● The problem:
From the first line to the last, write out the records exactly.

[Dataset entries]
★ ★ ★ ★ ★ ★ ★

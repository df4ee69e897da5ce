//! # Validation Config
//!
//! Per-field overrides keyed by `version -> resource -> field`:
//!
//! ```yaml
//! "2.0":
//!   Property:
//!     StandardStatus:
//!       ignoreEnumerations: true
//! ```
//!
//! `ignoreEnumerations` downgrades enumeration mismatches in that field
//! from errors to a fixed warning. Unknown option keys are ignored so that
//! configs written for newer releases still load.

use std::collections::BTreeMap;
use std::path::Path;

use serde::{Deserialize, Serialize};
use serde_json::Value;

use ddcert_core::{load_document, DocumentError};

/// Options for one field.
#[derive(Debug, Clone, Copy, Default, PartialEq, Eq, Serialize, Deserialize)]
#[serde(rename_all = "camelCase")]
pub struct FieldOptions {
    /// Report enumeration mismatches as warnings.
    #[serde(default)]
    pub ignore_enumerations: bool,
}

type FieldOverrides = BTreeMap<String, FieldOptions>;
type ResourceOverrides = BTreeMap<String, FieldOverrides>;

/// Overrides for every version, resource and field.
#[derive(Debug, Clone, Default, PartialEq, Eq, Serialize, Deserialize)]
#[serde(transparent)]
pub struct ValidationConfig {
    versions: BTreeMap<String, ResourceOverrides>,
}

impl ValidationConfig {
    /// An empty config.
    pub fn new() -> Self {
        Self::default()
    }

    /// Load a config from a `.json`, `.yaml` or `.yml` file.
    ///
    /// # Errors
    ///
    /// Returns `DocumentError::Load` if the file cannot be read or parsed,
    /// and `DocumentError::Shape` if it does not have the config shape.
    pub fn from_path(path: &Path) -> Result<Self, DocumentError> {
        let value = load_document(path)?;
        Self::from_value(value, &path.display().to_string())
    }

    /// Interpret an already-parsed document as a config.
    ///
    /// # Errors
    ///
    /// Returns `DocumentError::Shape` on a shape mismatch.
    pub fn from_value(value: Value, label: &str) -> Result<Self, DocumentError> {
        serde_json::from_value(value).map_err(|e| DocumentError::Shape {
            path: label.to_string(),
            reason: format!("not a validation config: {e}"),
        })
    }

    /// Set the options of one field.
    pub fn set(
        &mut self,
        version: impl Into<String>,
        resource_name: impl Into<String>,
        field_name: impl Into<String>,
        options: FieldOptions,
    ) -> &mut Self {
        self.versions
            .entry(version.into())
            .or_default()
            .entry(resource_name.into())
            .or_default()
            .insert(field_name.into(), options);
        self
    }

    /// Options for one field, if configured.
    pub fn field_options(
        &self,
        version: &str,
        resource_name: &str,
        field_name: &str,
    ) -> Option<&FieldOptions> {
        self.versions
            .get(version)?
            .get(resource_name)?
            .get(field_name)
    }

    /// True if enumeration mismatches in this field are downgraded.
    pub fn ignores_enumerations(&self, version: &str, resource_name: &str, field_name: &str) -> bool {
        self.field_options(version, resource_name, field_name)
            .is_some_and(|o| o.ignore_enumerations)
    }
}

#[cfg(test)]
mod tests {
    use super::*;
    use serde_json::json;

    #[test]
    fn test_lookup_is_exact_on_all_three_levels() {
        let config = ValidationConfig::from_value(
            json!({"2.0": {"Property": {"StandardStatus": {"ignoreEnumerations": true}}}}),
            "inline",
        )
        .unwrap();
        assert!(config.ignores_enumerations("2.0", "Property", "StandardStatus"));
        assert!(!config.ignores_enumerations("1.7", "Property", "StandardStatus"));
        assert!(!config.ignores_enumerations("2.0", "Member", "StandardStatus"));
        assert!(!config.ignores_enumerations("2.0", "Property", "PropertyType"));
    }

    #[test]
    fn test_unknown_options_are_ignored() {
        let config = ValidationConfig::from_value(
            json!({"2.0": {"Property": {"City": {"ignoreEnumerations": false, "futureOption": 1}}}}),
            "inline",
        )
        .unwrap();
        assert_eq!(
            config.field_options("2.0", "Property", "City"),
            Some(&FieldOptions::default())
        );
    }

    #[test]
    fn test_set_builds_nested_entries() {
        let mut config = ValidationConfig::new();
        config.set(
            "2.0",
            "Property",
            "StandardStatus",
            FieldOptions {
                ignore_enumerations: true,
            },
        );
        assert!(config.ignores_enumerations("2.0", "Property", "StandardStatus"));
    }

    #[test]
    fn test_wrong_shape_is_rejected() {
        let err = ValidationConfig::from_value(json!({"2.0": ["Property"]}), "cfg.json").unwrap_err();
        assert!(matches!(err, DocumentError::Shape { .. }));
    }

    #[test]
    fn test_loads_yaml_files() {
        let dir = tempfile::tempdir().unwrap();
        let path = dir.path().join("config.yaml");
        std::fs::write(
            &path,
            "\"2.0\":\n  Property:\n    StandardStatus:\n      ignoreEnumerations: true\n",
        )
        .unwrap();
        let config = ValidationConfig::from_path(&path).unwrap();
        assert!(config.ignores_enumerations("2.0", "Property", "StandardStatus"));
    }
}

★ ★ ★ ★ ★ ★ ★

● Response for this exercise:
repository df4ee69e897da5ce
//! # Validation Config
//!
//! Per-field overrides keyed by `version -> resource -> field`:
//!
//! ```yaml
//! "2.0":
//!   Property:
//!     StandardStatus:
//!       ignoreEnumerations: true
//! ```
//!
//! `ignoreEnumerations` downgrades enumeration mismatches in that field
//! from errors to a fixed warning. Unknown option keys are ignored so that
//! configs written for newer releases still load.

use std::collections::BTreeMap;
use std::path::Path;

use serde::{Deserialize, Serialize};
use serde_json::Value;

use ddcert_core::{load_document, DocumentError};

/// Options for one field.
#[derive(Debug, Clone, Copy, Default, PartialEq, Eq, Serialize, Deserialize)]
#[serde(rename_all = "camelCase")]
pub struct FieldOptions {
    /// Report enumeration mismatches as warnings.
    #[serde(default)]
    pub ignore_enumerations: bool,
}

type FieldOverrides = BTreeMap<String, FieldOptions>;
type ResourceOverrides = BTreeMap<String, FieldOverrides>;

/// Overrides for every version, resource and field.
#[derive(Debug, Clone, Default, PartialEq, Eq, Serialize, Deserialize)]
#[serde(transparent)]
pub struct ValidationConfig {
    versions: BTreeMap<String, ResourceOverrides>,
}

impl ValidationConfig {
    /// An empty config.
    pub fn new() -> Self {
        Self::default()
    }

    /// Load a config from a `.json`, `.yaml` or `.yml` file.
    ///
    /// # Errors
    ///
    /// Returns `DocumentError::Load` if the file cannot be read or parsed,
    /// and `DocumentError::Shape` if it does not have the config shape.
    pub fn from_path(path: &Path) -> Result<Self, DocumentError> {
        let value = load_document(path)?;
        Self::from_value(value, &path.display().to_string())
    }

    /// Interpret an already-parsed document as a config.
    ///
    /// # Errors
    ///
    /// Returns `DocumentError::Shape` on a shape mismatch.
    pub fn from_value(value: Value, label: &str) -> Result<Self, DocumentError> {
        serde_json::from_value(value).map_err(|e| DocumentError::Shape {
            path: label.to_string(),
            reason: format!("not a validation config: {e}"),
        })
    }

    /// Set the options of one field.
    pub fn set(
        &mut self,
        version: impl Into<String>,
        resource_name: impl Into<String>,
        field_name: impl Into<String>,
        options: FieldOptions,
    ) -> &mut Self {
        self.versions
            .entry(version.into())
            .or_default()
            .entry(resource_name.into())
            .or_default()
            .insert(field_name.into(), options);
        self
    }

    /// Options for one field, if configured.
    pub fn field_options(
        &self,
        version: &str,
        resource_name: &str,
        field_name: &str,
    ) -> Option<&FieldOptions> {
        self.versions
            .get(version)?
            .get(resource_name)?
            .get(field_name)
    }

    /// True if enumeration mismatches in this field are downgraded.
    pub fn ignores_enumerations(&self, version: &str, resource_name: &str, field_name: &str) -> bool {
        self.field_options(version, resource_name, field_name)
            .is_some_and(|o| o.ignore_enumerations)
    }
}

#[cfg(test)]
mod tests {
    use super::*;
    use serde_json::json;

    #[test]
    fn test_lookup_is_exact_on_all_three_levels() {
        let config = ValidationConfig::from_value(
            json!({"2.0": {"Property": {"StandardStatus": {"ignoreEnumerations": true}}}}),
            "inline",
        )
        .unwrap();
        assert!(config.ignores_enumerations("2.0", "Property", "StandardStatus"));
        assert!(!config.ignores_enumerations("1.7", "Property", "StandardStatus"));
        assert!(!config.ignores_enumerations("2.0", "Member", "StandardStatus"));
        assert!(!config.ignores_enumerations("2.0", "Property", "PropertyType"));
    }

    #[test]
    fn test_unknown_options_are_ignored() {
        let config = ValidationConfig::from_value(
            json!({"2.0": {"Property": {"City": {"ignoreEnumerations": false, "futureOption": 1}}}}),
            "inline",
        )
        .unwrap();
        assert_eq!(
            config.field_options("2.0", "Property", "City"),
            Some(&FieldOptions::default())
        );
    }

    #[test]
    fn test_set_builds_nested_entries() {
        let mut config = ValidationConfig::new();
        config.set(
            "2.0",
            "Property",
            "StandardStatus",
            FieldOptions {
                ignore_enumerations: true,
            },
        );
        assert!(config.ignores_enumerations("2.0", "Property", "StandardStatus"));
    }

    #[test]
    fn test_wrong_shape_is_rejected() {
        let err = ValidationConfig::from_value(json!({"2.0": ["Property"]}), "cfg.json").unwrap_err();
        assert!(matches!(err, DocumentError::Shape { .. }));
    }

    #[test]
    fn test_loads_yaml_files() {
        let dir = tempfile::tempdir().unwrap();
        let path = dir.path().join("config.yaml");
        std::fs::write(
            &path,
            "\"2.0\":\n  Property:\n    StandardStatus:\n      ignoreEnumerations: true\n",
        )
        .unwrap();
        let config = ValidationConfig::from_path(&path).unwrap();
        assert!(config.ignores_enumerations("2.0", "Property", "StandardStatus"));
    }
}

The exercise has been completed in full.